Sobre el suicidio de Van Gogh, por ejemplo, se fuerza la aplicación de la epopeya artístico-laboral, al menos en el relato de quienes aventuran que se pega el tiro mientras está pintando –en una mano la paleta, en la otra el revólver– y cae al lado del caballete. A Georges Bizet, se lo describe frecuentemente en su lecho mortuorio, sufriendo por lo que en 1875 se conocía como angina de pecho y por la certeza de que su ópera más famosa sería un fracaso. Es Carmen, la sevillana intrigante que él creó, y no la enfermedad, quien termina por infartarle/romperle el corazón. En este tren, podemos llegar a leer la prematura partida de Boris Vian, en el cine, viendo la adaptación de Escupiré sobre vuestra tumba, bajo el mismo prisma: dar la vida por lo que hacemos. Aparecen enlaces extravagantes: Buddy Holly, Ritchie Valens y The Big Booper de gira, subiendo, como Gardel, Barbieri y Le Pera a un avión que los llevará al otro mundo; Sergio Denis, como Molière, embestido por la Parca frente al público. Por acontecer en horas de trabajo, incluso muertes que en otras circunstancias (una vacación, un accidente en la bañera, una indigestión por comer algo vencido) pasaban sin tanta pena ni tanta gloria, se hicieron inolvidables.
El creador de Astroboy, Osamu Tezuka, tenía cáncer, pero nunca dejó de dibujar. Si damos por cierto lo dicho en algunos blogs, se puede pensar que alcanzó a ver el aura especial que trae ser una suerte de proletario del arte (en general víctima de la autoexplotación) entregado, hasta en los momentos postreros, de cuerpo y alma a su pasión productiva. Casi gritó –afirman los otakus– antes del último suspiro: “Y ahora ¡a trabajar!”. Pero a mi manera –quizás un poco chauvinista– de ver, el artista plástico y performer argentino Alberto Greco fue el más contundente de todos.
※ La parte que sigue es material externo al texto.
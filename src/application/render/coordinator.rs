use std::sync::Arc;
use std::time::Instant;

use bytes::Bytes;
use futures::FutureExt;
use metrics::{counter, histogram};
use thiserror::Error;
use tracing::{error, info, warn};

use super::backend::{RaceError, RenderBackend, RenderJob, race_backends};
use super::flight::{InFlightRenders, RenderGuard, SharedRender};
use crate::application::repos::{DeckUpdate, DecksRepo, RepoError};
use crate::application::shortid::{ShortidAllocator, ShortidError};
use crate::domain::entities::DeckRef;

const METRIC_RENDER_TOTAL: &str = "deckshelf_render_total";
const METRIC_RENDER_MS: &str = "deckshelf_render_ms";

/// Store failures that escape a render. Backend failures never do: they end
/// in the recovery write and an absent image.
#[derive(Debug, Clone, Error)]
pub enum RenderError {
    #[error(transparent)]
    Repo(#[from] RepoError),
    #[error(transparent)]
    Shortid(#[from] ShortidError),
    #[error("render task aborted: {0}")]
    Aborted(String),
}

#[derive(Debug, Error)]
enum AttemptFailure {
    #[error(transparent)]
    Backends(#[from] RaceError),
    #[error("storing rendered image failed: {0}")]
    Persist(#[source] RepoError),
}

/// Drives a deck's image through `Rendering` to `Ready`, or back to a state
/// where another render can be attempted.
#[derive(Clone)]
pub struct RenderCoordinator {
    repo: Arc<dyn DecksRepo>,
    allocator: ShortidAllocator,
    backends: Arc<Vec<Arc<dyn RenderBackend>>>,
    image_version: Arc<str>,
    in_flight: InFlightRenders,
}

impl RenderCoordinator {
    pub fn new(
        repo: Arc<dyn DecksRepo>,
        allocator: ShortidAllocator,
        backends: Vec<Arc<dyn RenderBackend>>,
        image_version: impl Into<Arc<str>>,
    ) -> Self {
        Self {
            repo,
            allocator,
            backends: Arc::new(backends),
            image_version: image_version.into(),
            in_flight: InFlightRenders::new(),
        }
    }

    pub fn image_version(&self) -> &str {
        &self.image_version
    }

    /// Render `deckcode` and return the image, or `None` when every backend
    /// failed.
    ///
    /// Concurrent calls for the same deck inside this process share one
    /// render. The work runs on its own task, so the final state write still
    /// happens if the caller goes away.
    pub async fn render(&self, deckcode: &str) -> Result<Option<Bytes>, RenderError> {
        let (render, started) = self
            .in_flight
            .join_or_start(deckcode, |guard| self.spawn_render(deckcode, guard));

        if !started {
            info!(
                target = "application::render::coordinator",
                deckcode = %deckcode,
                "joining in-flight render"
            );
        }

        render.await
    }

    fn spawn_render(&self, deckcode: &str, guard: RenderGuard) -> SharedRender {
        let coordinator = self.clone();
        let deckcode = deckcode.to_string();

        let handle = tokio::spawn(async move {
            let _guard = guard;
            coordinator.run(&deckcode).await
        });

        async move {
            match handle.await {
                Ok(result) => result,
                Err(join_err) => Err(RenderError::Aborted(join_err.to_string())),
            }
        }
        .boxed()
        .shared()
    }

    /// Mark the deck as rendering, creating it when unknown.
    pub async fn ensure_render_started(&self, deckcode: &str) -> Result<DeckRef, RenderError> {
        let record = match self.repo.find_by_code(deckcode).await? {
            Some(_) => {
                self.repo
                    .update_deck(deckcode, DeckUpdate::rendering_started())
                    .await?
            }
            None => {
                self.allocator
                    .upsert_with_fresh_shortid(deckcode, true, DeckUpdate::rendering_started())
                    .await?
            }
        };

        Ok(record.to_ref())
    }

    async fn run(&self, deckcode: &str) -> Result<Option<Bytes>, RenderError> {
        let started_at = Instant::now();
        let deck = self.ensure_render_started(deckcode).await?;
        let job = RenderJob {
            deckcode: deck.deckcode,
            shortid: deck.shortid,
        };

        let outcome = self.attempt(&job).await;
        let elapsed_ms = started_at.elapsed().as_millis() as u64;
        histogram!(METRIC_RENDER_MS).record(elapsed_ms as f64);

        match outcome {
            Ok((backend, image)) => {
                counter!(METRIC_RENDER_TOTAL, "result" => "success").increment(1);
                info!(
                    target = "application::render::coordinator",
                    deckcode = %job.deckcode,
                    shortid = %job.shortid,
                    backend = %backend,
                    bytes = image.len(),
                    elapsed_ms,
                    "deck image rendered"
                );
                Ok(Some(image))
            }
            Err(failure) => {
                counter!(METRIC_RENDER_TOTAL, "result" => "failure").increment(1);
                warn!(
                    target = "application::render::coordinator",
                    deckcode = %job.deckcode,
                    error = %failure,
                    elapsed_ms,
                    "deck render failed; clearing rendering flag"
                );

                if let Err(err) = self
                    .repo
                    .update_deck(&job.deckcode, DeckUpdate::rendering_finished())
                    .await
                {
                    error!(
                        target = "application::render::coordinator",
                        deckcode = %job.deckcode,
                        error = %err,
                        "failed to clear rendering flag"
                    );
                    return Err(err.into());
                }

                Ok(None)
            }
        }
    }

    async fn attempt(&self, job: &RenderJob) -> Result<(String, Bytes), AttemptFailure> {
        let winner = race_backends(&self.backends, job).await?;

        self.repo
            .update_deck(
                &job.deckcode,
                DeckUpdate::image_ready(winner.image.clone(), self.image_version.as_ref()),
            )
            .await
            .map_err(AttemptFailure::Persist)?;

        Ok((winner.backend, winner.image))
    }
}
//! HTTP render backends.
//!
//! The internal renderer is always configured; the urlbox screenshot
//! service joins the race when enabled.

use std::sync::Arc;
use std::time::Duration;

use async_trait::async_trait;
use bytes::Bytes;
use reqwest::Client;
use tracing::debug;
use url::Url;

use crate::application::render::{RenderBackend, RenderBackendError, RenderJob};
use crate::config::RenderSettings;

const URLBOX_ENDPOINT: &str = "https://api.urlbox.io/v1";

/// Where an HTTP backend fetches the image from.
#[derive(Debug, Clone)]
pub enum RenderTarget {
    /// `{site_url}/api/render/{deckcode}`
    Internal { site_url: Url },
    /// Screenshot of the public short link through urlbox.
    Urlbox { api_key: String, short_url_base: Url },
}

impl RenderTarget {
    pub fn name(&self) -> &'static str {
        match self {
            RenderTarget::Internal { .. } => "internal",
            RenderTarget::Urlbox { .. } => "urlbox",
        }
    }

    pub fn url_for(&self, job: &RenderJob) -> Result<Url, String> {
        match self {
            RenderTarget::Internal { site_url } => {
                append_segments(site_url, &["api", "render", &job.deckcode])
            }
            RenderTarget::Urlbox {
                api_key,
                short_url_base,
            } => {
                let mut snapshot = append_segments(short_url_base, &[&job.shortid])?;
                snapshot.set_query(Some("snapshot=1"));

                let endpoint = format!("{URLBOX_ENDPOINT}/{api_key}/png");
                Url::parse_with_params(
                    &endpoint,
                    &[
                        ("url", snapshot.as_str()),
                        ("selector", "#snap"),
                        ("wait_timeout", "3000"),
                        ("wait_until", "domloaded"),
                    ],
                )
                .map_err(|err| err.to_string())
            }
        }
    }
}

fn append_segments(base: &Url, segments: &[&str]) -> Result<Url, String> {
    let mut url = base.clone();
    url.path_segments_mut()
        .map_err(|_| format!("`{base}` cannot be used as a base url"))?
        .pop_if_empty()
        .extend(segments);
    Ok(url)
}

/// Fetches a rendered image over HTTP with `reqwest`.
#[derive(Debug, Clone)]
pub struct HttpRenderBackend {
    client: Client,
    target: RenderTarget,
}

impl HttpRenderBackend {
    pub fn new(client: Client, target: RenderTarget) -> Self {
        Self { client, target }
    }

    pub fn build_client(timeout: Duration) -> Result<Client, reqwest::Error> {
        Client::builder()
            .user_agent(concat!("deckshelf/", env!("CARGO_PKG_VERSION")))
            .timeout(timeout)
            .build()
    }
}

#[async_trait]
impl RenderBackend for HttpRenderBackend {
    fn name(&self) -> &str {
        self.target.name()
    }

    async fn render(&self, job: &RenderJob) -> Result<Bytes, RenderBackendError> {
        let backend = self.name().to_string();
        let url = self
            .target
            .url_for(job)
            .map_err(|message| RenderBackendError::InvalidTarget {
                backend: backend.clone(),
                message,
            })?;

        debug!(
            target = "infra::render::http_backend",
            backend = %backend,
            deckcode = %job.deckcode,
            "requesting render"
        );

        let response = self.client.get(url).send().await.map_err(|err| {
            RenderBackendError::Transport {
                backend: backend.clone(),
                message: err.to_string(),
            }
        })?;

        let status = response.status();
        if !status.is_success() {
            return Err(RenderBackendError::Status {
                backend,
                status: status.as_u16(),
            });
        }

        let body = response
            .bytes()
            .await
            .map_err(|err| RenderBackendError::Transport {
                backend: backend.clone(),
                message: err.to_string(),
            })?;

        if body.is_empty() {
            return Err(RenderBackendError::EmptyBody { backend });
        }

        Ok(body)
    }
}

/// Backends to race for every render, in configuration order.
pub fn backends_from_settings(
    render: &RenderSettings,
) -> Result<Vec<Arc<dyn RenderBackend>>, reqwest::Error> {
    let client = HttpRenderBackend::build_client(render.request_timeout)?;

    let mut backends: Vec<Arc<dyn RenderBackend>> = vec![Arc::new(HttpRenderBackend::new(
        client.clone(),
        RenderTarget::Internal {
            site_url: render.site_url.clone(),
        },
    ))];

    if let Some(urlbox) = render.urlbox.as_ref() {
        backends.push(Arc::new(HttpRenderBackend::new(
            client,
            RenderTarget::Urlbox {
                api_key: urlbox.api_key.clone(),
                short_url_base: render.short_url_base.clone(),
            },
        )));
    }

    Ok(backends)
}

#[cfg(test)]
mod tests {
    use super::*;

    fn job() -> RenderJob {
        RenderJob {
            deckcode: "CEBA/IAIF B4".into(),
            shortid: "x7K".into(),
        }
    }

    #[test]
    fn internal_target_encodes_deckcode_as_one_segment() {
        let target = RenderTarget::Internal {
            site_url: Url::parse("https://decks.example/").unwrap(),
        };
        let url = target.url_for(&job()).unwrap();
        assert_eq!(
            url.as_str(),
            "https://decks.example/api/render/CEBA%2FIAIF%20B4"
        );
    }

    #[test]
    fn internal_target_keeps_base_path() {
        let target = RenderTarget::Internal {
            site_url: Url::parse("https://decks.example/app/").unwrap(),
        };
        let url = target.url_for(&job()).unwrap();
        assert!(url.as_str().starts_with("https://decks.example/app/api/render/"));
    }

    #[test]
    fn urlbox_target_wraps_snapshot_link() {
        let target = RenderTarget::Urlbox {
            api_key: "key123".into(),
            short_url_base: Url::parse("https://decks.example").unwrap(),
        };
        let url = target.url_for(&job()).unwrap();
        assert_eq!(url.host_str(), Some("api.urlbox.io"));
        assert_eq!(url.path(), "/v1/key123/png");

        let params: Vec<(String, String)> = url.query_pairs().into_owned().collect();
        assert!(params.contains(&(
            "url".to_string(),
            "https://decks.example/x7K?snapshot=1".to_string()
        )));
        assert!(params.contains(&("selector".to_string(), "#snap".to_string())));
        assert!(params.contains(&("wait_until".to_string(), "domloaded".to_string())));
    }
}
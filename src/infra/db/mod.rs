//! Postgres-backed repository implementations.

mod decks;
mod deckviews;
mod util;

pub use util::map_sqlx_error;

use std::sync::Arc;

use sqlx::{
    postgres::{PgPool, PgPoolOptions},
    query,
};

use crate::application::repos::RepoError;

#[derive(Clone)]
pub struct PostgresRepositories {
    pool: Arc<PgPool>,
}

impl PostgresRepositories {
    pub fn new(pool: PgPool) -> Self {
        Self {
            pool: Arc::new(pool),
        }
    }

    pub fn pool(&self) -> &PgPool {
        &self.pool
    }

    pub async fn connect(url: &str, max_connections: u32) -> Result<PgPool, sqlx::Error> {
        PgPoolOptions::new()
            .max_connections(max_connections)
            .connect(url)
            .await
    }

    pub async fn run_migrations(pool: &PgPool) -> Result<(), sqlx::Error> {
        sqlx::migrate!("./migrations")
            .run(pool)
            .await
            .map_err(Into::into)
    }

    pub async fn health_check(&self) -> Result<(), sqlx::Error> {
        query("SELECT 1").execute(self.pool()).await.map(|_| ())
    }

    fn convert_count(value: i64) -> Result<u64, RepoError> {
        value
            .try_into()
            .map_err(|_| RepoError::from_persistence("count exceeds supported range"))
    }
}
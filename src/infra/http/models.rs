use serde::{Deserialize, Serialize};
use time::OffsetDateTime;

use crate::domain::entities::{DeckRecord, DeckViewCount, ImageState};

pub const DEFAULT_MOST_VIEWED: u32 = 10;

#[derive(Debug, Deserialize)]
#[serde(rename_all = "camelCase")]
pub struct EnsureDeckRequest {
    pub deckcode_or_shortid: String,
}

/// Deck record as exposed over HTTP; image bytes are served separately.
#[derive(Debug, Serialize)]
#[serde(rename_all = "camelCase")]
pub struct DeckResponse {
    pub deckcode: String,
    pub shortid: String,
    pub image_version: Option<String>,
    pub image_rendering: bool,
    pub image_ready: bool,
    #[serde(with = "time::serde::rfc3339")]
    pub created_at: OffsetDateTime,
    #[serde(with = "time::serde::rfc3339")]
    pub updated_at: OffsetDateTime,
}

impl DeckResponse {
    pub fn from_record(record: DeckRecord, expected_version: &str) -> Self {
        let image_ready = matches!(
            record.image_state(expected_version),
            ImageState::Ready { .. }
        );
        Self {
            deckcode: record.deckcode,
            shortid: record.shortid,
            image_version: record.image_version,
            image_rendering: record.image_rendering,
            image_ready,
            created_at: record.created_at,
            updated_at: record.updated_at,
        }
    }
}

#[derive(Debug, Default, Deserialize)]
#[serde(default, rename_all = "camelCase")]
pub struct MostViewedParams {
    pub count: Option<u32>,
    pub since_days_ago: Option<i64>,
    pub factions: Option<String>,
}

#[derive(Debug, Default, Deserialize)]
#[serde(default)]
pub struct ViewCountsParams {
    pub deckcodes: Option<String>,
}

#[derive(Debug, Serialize)]
#[serde(rename_all = "camelCase")]
pub struct ViewCountResponse {
    pub deckcode: String,
    pub view_count: u64,
}

impl From<DeckViewCount> for ViewCountResponse {
    fn from(value: DeckViewCount) -> Self {
        Self {
            deckcode: value.deckcode,
            view_count: value.view_count,
        }
    }
}

/// Split a comma separated query value, dropping empty items.
pub fn split_list(value: Option<&str>) -> Vec<String> {
    value
        .unwrap_or_default()
        .split(',')
        .map(str::trim)
        .filter(|item| !item.is_empty())
        .map(str::to_string)
        .collect()
}

#[cfg(test)]
mod tests {
    use super::*;

    #[test]
    fn split_list_ignores_blanks() {
        assert_eq!(split_list(Some("IO, ,DE,")), vec!["IO", "DE"]);
        assert!(split_list(None).is_empty());
    }

    #[test]
    fn deck_response_uses_camel_case() {
        let record = DeckRecord {
            deckcode: "CODE".into(),
            shortid: "x7K".into(),
            image: Some(bytes::Bytes::from_static(b"png")),
            image_version: Some("2.1".into()),
            image_rendering: false,
            created_at: OffsetDateTime::UNIX_EPOCH,
            updated_at: OffsetDateTime::UNIX_EPOCH,
        };

        let json = serde_json::to_value(DeckResponse::from_record(record, "2.1")).unwrap();
        assert_eq!(json["shortid"], "x7K");
        assert_eq!(json["imageVersion"], "2.1");
        assert_eq!(json["imageReady"], true);
        assert_eq!(json["createdAt"], "1970-01-01T00:00:00Z");
    }
}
No se aleja de la verdad Wikipedia, al decir, con su horrible redacción habitual: “La propia muerte del artista se convierte en la más radical de sus intervenciones artísticas”. Estando en Barcelona, con 34 años, ingiere una sobredosis de pastillas. En la pared, escribe: “Esta es mi mejor obra”, y en su mano izquierda, “Fin”.